Les conséquence de l'Aiguat en 1940
La crue du Tech en 1940 dévaste le quartier de la Petite Provence, situé dans la boucle du torrent, au niveau de la gare et de villas. Plusieurs villas situées sur le chemin de la corniche sur la route du Bas-Palalda sont emportées, comme les villas Anne-Marie, les Chimères, Henriette, Marie-Eugénie ou le chalet Noémie qui sont remplacées pour certaines par des immeubles. Le casino construit en 1922 disparaît et la salle de théâtre menace de s'effondrer. La gare et le chemin de fer sont empotés. La catastrophe est amplifiée par les nombreuses constructions réalisées pendant l'Entre-deux-guerres et cause la mort de 23 personnes tandis que 200 autre sont sans abris.
Les modernisations.
En 1961, les thermes Pujade sont une nouvelle fois rénovés. L’établissement hors-classe est construit à l'emplacement de l'hôtel des thermes romains en 1973-74. En 1977, la chaîne thermale du soleil rachète les deux établissements de bains civils, Romains et Pujade.
Les travaux que la société enclenche voit la construction en 1987-88 de nouveaux thermes, les thermes Mondony, du nom de la rivière, à l'emplacement des bains Pujade qui sont démolis. Construits par l'architecte perpignanais Pierre Calvet qui travaille aussi pour la CTS à Molitg-les-Bains, il sont de styles néoclassiques et sont alors à la pointe de la modernité (Architecture méditerranéenne, 1990, p. 164). Un béton couleur pierre ocre clair recouvre la quasi totalité des structures béton qui sont préfabriquées, à l'exception des espaces de soins carrelés. Tous les éléments techniques sont incorporés (réseaux d'eau, climatisation, boues...). Avec 32 000 curistes par an, la station est alors au 3e rang des stations hydrominérales et climatiques.

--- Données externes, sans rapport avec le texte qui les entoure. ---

//! `VoiceBot` - a voice chat relay and turn-taking voice client
//!
//! The crate has two halves:
//! - a relay server that answers `POST /chat` with a language-model reply and
//!   its synthesized speech
//! - a client whose turn controller cycles listening → awaiting reply →
//!   speaking, recovering from recognition and network failures
//!
//! # Architecture
//!
//! ```text
//! ┌──────────────────────────────────────────────────────┐
//! │                    voicebot talk                     │
//! │  Mic / Console ─▶ Turn controller ─▶ Speaker / Muted │
//! └──────────────────────────┬───────────────────────────┘
//!                            │ POST /chat
//! ┌──────────────────────────▼───────────────────────────┐
//! │                    voicebot serve                    │
//! │          validate ─▶ LLM ─▶ TTS ─▶ JSON reply        │
//! └──────────────────────────┬───────────────────────────┘
//!                            │
//! ┌──────────────────────────▼───────────────────────────┐
//! │     OpenRouter  │  Google TTS / OpenAI / ElevenLabs  │
//! └──────────────────────────────────────────────────────┘
//! ```

pub mod api;
pub mod client;
pub mod config;
pub mod error;
pub mod llm;
pub mod session;
pub mod voice;

pub use config::Config;
pub use error::{Error, Result};
pub use llm::{ChatModel, OpenRouterClient};
pub use session::{
    Phase, Reply, ReplyFetcher, SessionDriver, SessionHandle, SessionSnapshot, Turn,
    TurnController, TurnTiming,
};
pub use voice::{Synthesizer, TextToSpeech};
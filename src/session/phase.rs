//! Controller phase

use serde::Serialize;

/// Position of the controller in the capture → reply → playback cycle
///
/// Exactly one phase is current at any time. Each phase owns at most one live
/// asynchronous resource: a capture session while `Listening`, a reply
/// request while `AwaitingReply`, a playback while `Speaking`.
#[derive(Debug, Clone, Copy, PartialEq, Eq, Hash, Default, Serialize)]
#[serde(rename_all = "snake_case")]
pub enum Phase {
    /// Nothing live; a delayed resume may be pending
    #[default]
    Idle,
    /// Capture session running
    Listening,
    /// Reply request in flight
    AwaitingReply,
    /// Reply audio playing
    Speaking,
    /// Reply request failed; waiting to resume capture
    Erroring,
}

impl Phase {
    /// Short status label for display
    #[must_use]
    pub const fn label(self) -> &'static str {
        match self {
            Self::Idle => "Idle",
            Self::Listening => "Listening...",
            Self::AwaitingReply => "Processing...",
            Self::Speaking => "Speaking",
            Self::Erroring => "Error",
        }
    }
}

impl std::fmt::Display for Phase {
    fn fmt(&self, f: &mut std::fmt::Formatter<'_>) -> std::fmt::Result {
        f.write_str(self.label())
    }
}
//! Voice processing module
//!
//! Microphone capture with utterance endpointing, speech recognition,
//! speech synthesis and speaker playback.

mod capture;
mod playback;
mod stt;
mod tts;
mod utterance;

pub use capture::{AudioCapture, SAMPLE_RATE, SampleBuffer, samples_to_wav};
pub use playback::{
    AudioPlayback, DecodedAudio, PlaybackControl, PlaybackOutcome, decode_mp3, resample,
};
pub use stt::{SpeechToText, Transcriber};
pub use tts::{GOOGLE_CHUNK_LIMIT, Synthesizer, TextToSpeech, split_for_google};
pub use utterance::{
    DetectorEvent, DetectorState, MAX_UTTERANCE_SAMPLES, UtteranceDetector, calculate_energy,
};
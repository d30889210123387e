//! Audio capture from microphone

use std::sync::{Arc, Mutex};

use cpal::traits::{DeviceTrait, HostTrait, StreamTrait};
use cpal::{Device, SampleRate, Stream, StreamConfig};

use crate::{Error, Result};

/// Sample rate for audio capture (16kHz for speech)
pub const SAMPLE_RATE: u32 = 16000;

/// Cloneable handle to the samples recorded by an [`AudioCapture`]
///
/// Unlike the capture itself this handle is `Send`, so a detector task can
/// drain it while the stream stays on the thread that opened it.
#[derive(Debug, Clone, Default)]
pub struct SampleBuffer(Arc<Mutex<Vec<f32>>>);

impl SampleBuffer {
    #[must_use]
    pub fn new() -> Self {
        Self::default()
    }

    /// Append samples
    pub fn extend(&self, samples: &[f32]) {
        if let Ok(mut buf) = self.0.lock() {
            buf.extend_from_slice(samples);
        }
    }

    /// Take everything recorded since the last call
    #[must_use]
    pub fn take(&self) -> Vec<f32> {
        self.0
            .lock()
            .map(|mut buf| std::mem::take(&mut *buf))
            .unwrap_or_default()
    }

    pub fn clear(&self) {
        if let Ok(mut buf) = self.0.lock() {
            buf.clear();
        }
    }

    #[must_use]
    pub fn len(&self) -> usize {
        self.0.lock().map(|buf| buf.len()).unwrap_or_default()
    }

    #[must_use]
    pub fn is_empty(&self) -> bool {
        self.len() == 0
    }
}

/// Captures audio from the default input device
pub struct AudioCapture {
    device: Device,
    config: StreamConfig,
    buffer: SampleBuffer,
    stream: Option<Stream>,
}

impl AudioCapture {
    /// Create a new audio capture instance
    ///
    /// # Errors
    ///
    /// Returns error if audio device cannot be opened
    pub fn new() -> Result<Self> {
        let host = cpal::default_host();

        let device = host
            .default_input_device()
            .ok_or_else(|| Error::Audio("no input device available".to_string()))?;

        let supported_config = device
            .supported_input_configs()
            .map_err(|e| Error::Audio(e.to_string()))?
            .find(|c| {
                c.channels() == 1
                    && c.min_sample_rate() <= SampleRate(SAMPLE_RATE)
                    && c.max_sample_rate() >= SampleRate(SAMPLE_RATE)
            })
            .ok_or_else(|| Error::Audio("no suitable audio config found".to_string()))?;

        let config = supported_config
            .with_sample_rate(SampleRate(SAMPLE_RATE))
            .config();

        tracing::debug!(
            device = device.name().unwrap_or_default(),
            sample_rate = SAMPLE_RATE,
            channels = config.channels,
            "audio capture initialized"
        );

        Ok(Self {
            device,
            config,
            buffer: SampleBuffer::new(),
            stream: None,
        })
    }

    /// Start capturing audio
    ///
    /// # Errors
    ///
    /// Returns error if capture fails
    pub fn start(&mut self) -> Result<()> {
        if self.stream.is_some() {
            return Ok(());
        }

        self.buffer.clear();
        let buffer = self.buffer.clone();

        let stream = self
            .device
            .build_input_stream(
                &self.config,
                move |data: &[f32], _: &cpal::InputCallbackInfo| buffer.extend(data),
                |err| {
                    tracing::error!(error = %err, "audio capture error");
                },
                None,
            )
            .map_err(|e| Error::Audio(e.to_string()))?;

        stream.play().map_err(|e| Error::Audio(e.to_string()))?;
        self.stream = Some(stream);

        tracing::debug!("audio capture started");
        Ok(())
    }

    /// Stop capturing audio
    pub fn stop(&mut self) {
        if let Some(stream) = self.stream.take() {
            drop(stream);
            tracing::debug!("audio capture stopped");
        }
    }

    /// Handle for draining captured samples from another task
    #[must_use]
    pub fn buffer(&self) -> SampleBuffer {
        self.buffer.clone()
    }

    /// Get the sample rate
    #[must_use]
    pub const fn sample_rate(&self) -> u32 {
        SAMPLE_RATE
    }
}

/// Convert f32 samples to WAV bytes for STT APIs
///
/// # Errors
///
/// Returns error if WAV encoding fails
pub fn samples_to_wav(samples: &[f32], sample_rate: u32) -> Result<Vec<u8>> {
    let spec = hound::WavSpec {
        channels: 1,
        sample_rate,
        bits_per_sample: 16,
        sample_format: hound::SampleFormat::Int,
    };

    let mut cursor = std::io::Cursor::new(Vec::new());
    {
        let mut writer =
            hound::WavWriter::new(&mut cursor, spec).map_err(|e| Error::Audio(e.to_string()))?;

        for &sample in samples {
            // Convert f32 [-1.0, 1.0] to i16
            #[allow(clippy::cast_possible_truncation)]
            let sample_i16 = (sample * 32767.0).clamp(-32768.0, 32767.0) as i16;
            writer
                .write_sample(sample_i16)
                .map_err(|e| Error::Audio(e.to_string()))?;
        }

        writer.finalize().map_err(|e| Error::Audio(e.to_string()))?;
    }

    Ok(cursor.into_inner())
}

L'hôpital militaire ferme en 1993 mais son parc reste accessible aux promeneurs. En 1999 la municipalité (mandat Alduy) en devient propriétaire pour 3, 87 millions d'euros et prévoit des construire à la place de nouveaux thermes, un centre de remise en forme, un hôtel de luxe, une résidence de tourisme (75 logements) et un casino qui remplacerait celui du centre-ville. Le projet n'aboutit pas et les lieux restent en déshérence malgré l'inscription au titre des monuments historiques le 15 janvier 2007. En 2014 une convention est signée avec une société privée pour la transformation en centre thermoludique mais aux problèmes financiers s'ajoutent une escroquerie probable portant sur la défiscalisation de travaux sur édifices monument historiques. En 2023, il est finalement décidé de le transformer en campus universitaire sportif.